The answer should consist of every record, reproduced exactly.

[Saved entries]
'''
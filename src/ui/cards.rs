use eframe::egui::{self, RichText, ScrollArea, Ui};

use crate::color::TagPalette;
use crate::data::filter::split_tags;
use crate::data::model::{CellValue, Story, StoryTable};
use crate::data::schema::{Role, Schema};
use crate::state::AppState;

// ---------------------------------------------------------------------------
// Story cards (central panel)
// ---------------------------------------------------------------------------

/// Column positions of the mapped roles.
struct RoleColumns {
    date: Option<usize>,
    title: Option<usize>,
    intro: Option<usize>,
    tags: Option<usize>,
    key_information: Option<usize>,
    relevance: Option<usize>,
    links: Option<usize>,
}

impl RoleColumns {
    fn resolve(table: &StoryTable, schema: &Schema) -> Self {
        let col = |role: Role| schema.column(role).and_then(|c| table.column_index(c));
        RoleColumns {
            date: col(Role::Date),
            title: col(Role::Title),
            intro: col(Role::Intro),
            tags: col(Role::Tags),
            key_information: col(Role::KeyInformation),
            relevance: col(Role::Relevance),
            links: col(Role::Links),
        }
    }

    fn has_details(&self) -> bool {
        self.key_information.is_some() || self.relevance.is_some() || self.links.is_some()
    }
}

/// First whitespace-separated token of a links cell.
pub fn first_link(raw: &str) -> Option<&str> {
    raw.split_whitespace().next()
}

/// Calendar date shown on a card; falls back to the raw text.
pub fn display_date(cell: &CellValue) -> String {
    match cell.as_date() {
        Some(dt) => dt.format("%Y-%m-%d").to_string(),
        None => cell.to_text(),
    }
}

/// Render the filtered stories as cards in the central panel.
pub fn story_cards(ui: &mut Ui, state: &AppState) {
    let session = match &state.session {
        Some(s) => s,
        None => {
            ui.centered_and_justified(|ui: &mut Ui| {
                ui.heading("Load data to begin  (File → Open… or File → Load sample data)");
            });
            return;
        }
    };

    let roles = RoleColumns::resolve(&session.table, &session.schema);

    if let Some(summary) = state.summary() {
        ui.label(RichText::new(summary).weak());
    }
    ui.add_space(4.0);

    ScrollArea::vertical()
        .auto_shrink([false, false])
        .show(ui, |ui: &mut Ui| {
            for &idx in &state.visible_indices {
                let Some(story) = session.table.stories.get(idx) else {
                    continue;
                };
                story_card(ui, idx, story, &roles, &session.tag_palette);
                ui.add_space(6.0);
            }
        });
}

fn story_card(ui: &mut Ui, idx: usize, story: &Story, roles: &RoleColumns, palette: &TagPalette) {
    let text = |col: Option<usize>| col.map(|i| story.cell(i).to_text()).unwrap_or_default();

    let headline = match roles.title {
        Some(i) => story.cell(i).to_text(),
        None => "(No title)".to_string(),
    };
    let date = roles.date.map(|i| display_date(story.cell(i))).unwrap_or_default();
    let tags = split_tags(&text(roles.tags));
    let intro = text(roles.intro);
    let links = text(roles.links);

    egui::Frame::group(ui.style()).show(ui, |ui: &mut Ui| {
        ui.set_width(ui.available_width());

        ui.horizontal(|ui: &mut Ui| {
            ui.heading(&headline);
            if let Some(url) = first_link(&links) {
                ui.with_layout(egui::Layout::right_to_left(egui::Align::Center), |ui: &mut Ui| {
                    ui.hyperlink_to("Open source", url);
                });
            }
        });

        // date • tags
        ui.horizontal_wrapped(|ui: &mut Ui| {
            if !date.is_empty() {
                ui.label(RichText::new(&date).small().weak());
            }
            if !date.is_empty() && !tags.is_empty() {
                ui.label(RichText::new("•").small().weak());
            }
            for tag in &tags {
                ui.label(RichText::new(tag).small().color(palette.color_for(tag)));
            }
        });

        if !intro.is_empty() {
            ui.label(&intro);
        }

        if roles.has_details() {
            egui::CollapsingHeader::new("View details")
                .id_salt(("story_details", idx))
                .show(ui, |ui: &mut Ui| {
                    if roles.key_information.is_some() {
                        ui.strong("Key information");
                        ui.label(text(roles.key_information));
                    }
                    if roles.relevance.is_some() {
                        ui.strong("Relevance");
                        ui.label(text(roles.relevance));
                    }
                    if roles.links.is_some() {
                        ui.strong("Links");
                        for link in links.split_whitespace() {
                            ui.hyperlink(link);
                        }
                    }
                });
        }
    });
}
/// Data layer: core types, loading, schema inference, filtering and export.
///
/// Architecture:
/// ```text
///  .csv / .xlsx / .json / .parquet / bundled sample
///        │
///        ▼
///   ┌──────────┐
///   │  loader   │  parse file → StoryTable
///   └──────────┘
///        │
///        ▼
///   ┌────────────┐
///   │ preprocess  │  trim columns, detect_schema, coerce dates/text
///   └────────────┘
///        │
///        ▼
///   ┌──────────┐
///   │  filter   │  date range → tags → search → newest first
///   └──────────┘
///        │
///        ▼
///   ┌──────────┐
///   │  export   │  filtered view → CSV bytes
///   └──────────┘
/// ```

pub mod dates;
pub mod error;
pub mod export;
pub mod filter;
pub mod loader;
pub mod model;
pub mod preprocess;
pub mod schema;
'''
== The completed task ==
filename src/ui/cards.rs
use eframe::egui::{self, RichText, ScrollArea, Ui};

use crate::color::TagPalette;
use crate::data::filter::split_tags;
use crate::data::model::{CellValue, Story, StoryTable};
use crate::data::schema::{Role, Schema};
use crate::state::AppState;

// ---------------------------------------------------------------------------
// Story cards (central panel)
// ---------------------------------------------------------------------------

/// Column positions of the mapped roles.
struct RoleColumns {
    date: Option<usize>,
    title: Option<usize>,
    intro: Option<usize>,
    tags: Option<usize>,
    key_information: Option<usize>,
    relevance: Option<usize>,
    links: Option<usize>,
}

impl RoleColumns {
    fn resolve(table: &StoryTable, schema: &Schema) -> Self {
        let col = |role: Role| schema.column(role).and_then(|c| table.column_index(c));
        RoleColumns {
            date: col(Role::Date),
            title: col(Role::Title),
            intro: col(Role::Intro),
            tags: col(Role::Tags),
            key_information: col(Role::KeyInformation),
            relevance: col(Role::Relevance),
            links: col(Role::Links),
        }
    }

    fn has_details(&self) -> bool {
        self.key_information.is_some() || self.relevance.is_some() || self.links.is_some()
    }
}

/// First whitespace-separated token of a links cell.
pub fn first_link(raw: &str) -> Option<&str> {
    raw.split_whitespace().next()
}

/// Calendar date shown on a card; falls back to the raw text.
pub fn display_date(cell: &CellValue) -> String {
    match cell.as_date() {
        Some(dt) => dt.format("%Y-%m-%d").to_string(),
        None => cell.to_text(),
    }
}

/// Render the filtered stories as cards in the central panel.
pub fn story_cards(ui: &mut Ui, state: &AppState) {
    let session = match &state.session {
        Some(s) => s,
        None => {
            ui.centered_and_justified(|ui: &mut Ui| {
                ui.heading("Load data to begin  (File → Open… or File → Load sample data)");
            });
            return;
        }
    };

    let roles = RoleColumns::resolve(&session.table, &session.schema);

    if let Some(summary) = state.summary() {
        ui.label(RichText::new(summary).weak());
    }
    ui.add_space(4.0);

    ScrollArea::vertical()
        .auto_shrink([false, false])
        .show(ui, |ui: &mut Ui| {
            for &idx in &state.visible_indices {
                let Some(story) = session.table.stories.get(idx) else {
                    continue;
                };
                story_card(ui, idx, story, &roles, &session.tag_palette);
                ui.add_space(6.0);
            }
        });
}

fn story_card(ui: &mut Ui, idx: usize, story: &Story, roles: &RoleColumns, palette: &TagPalette) {
    let text = |col: Option<usize>| col.map(|i| story.cell(i).to_text()).unwrap_or_default();

    let headline = match roles.title {
        Some(i) => story.cell(i).to_text(),
        None => "(No title)".to_string(),
    };
    let date = roles.date.map(|i| display_date(story.cell(i))).unwrap_or_default();
    let tags = split_tags(&text(roles.tags));
    let intro = text(roles.intro);
    let links = text(roles.links);

    egui::Frame::group(ui.style()).show(ui, |ui: &mut Ui| {
        ui.set_width(ui.available_width());

        ui.horizontal(|ui: &mut Ui| {
            ui.heading(&headline);
            if let Some(url) = first_link(&links) {
                ui.with_layout(egui::Layout::right_to_left(egui::Align::Center), |ui: &mut Ui| {
                    ui.hyperlink_to("Open source", url);
                });
            }
        });

        // date • tags
        ui.horizontal_wrapped(|ui: &mut Ui| {
            if !date.is_empty() {
                ui.label(RichText::new(&date).small().weak());
            }
            if !date.is_empty() && !tags.is_empty() {
                ui.label(RichText::new("•").small().weak());
            }
            for tag in &tags {
                ui.label(RichText::new(tag).small().color(palette.color_for(tag)));
            }
        });

        if !intro.is_empty() {
            ui.label(&intro);
        }

        if roles.has_details() {
            egui::CollapsingHeader::new("View details")
                .id_salt(("story_details", idx))
                .show(ui, |ui: &mut Ui| {
                    if roles.key_information.is_some() {
                        ui.strong("Key information");
                        ui.label(text(roles.key_information));
                    }
                    if roles.relevance.is_some() {
                        ui.strong("Relevance");
                        ui.label(text(roles.relevance));
                    }
                    if roles.links.is_some() {
                        ui.strong("Links");
                        for link in links.split_whitespace() {
                            ui.hyperlink(link);
                        }
                    }
                });
        }
    });
}
/// Data layer: core types, loading, schema inference, filtering and export.
///
/// Architecture:
/// ```text
///  .csv / .xlsx / .json / .parquet / bundled sample
///        │
///        ▼
///   ┌──────────┐
///   │  loader   │  parse file → StoryTable
///   └──────────┘
///        │
///        ▼
///   ┌────────────┐
///   │ preprocess  │  trim columns, detect_schema, coerce dates/text
///   └────────────┘
///        │
///        ▼
///   ┌──────────┐
///   │  filter   │  date range → tags → search → newest first
///   └──────────┘
///        │
///        ▼
///   ┌──────────┐
///   │  export   │  filtered view → CSV bytes
///   └──────────┘
/// ```

pub mod dates;
pub mod error;
pub mod export;
pub mod filter;
pub mod loader;
pub mod model;
pub mod preprocess;
pub mod schema;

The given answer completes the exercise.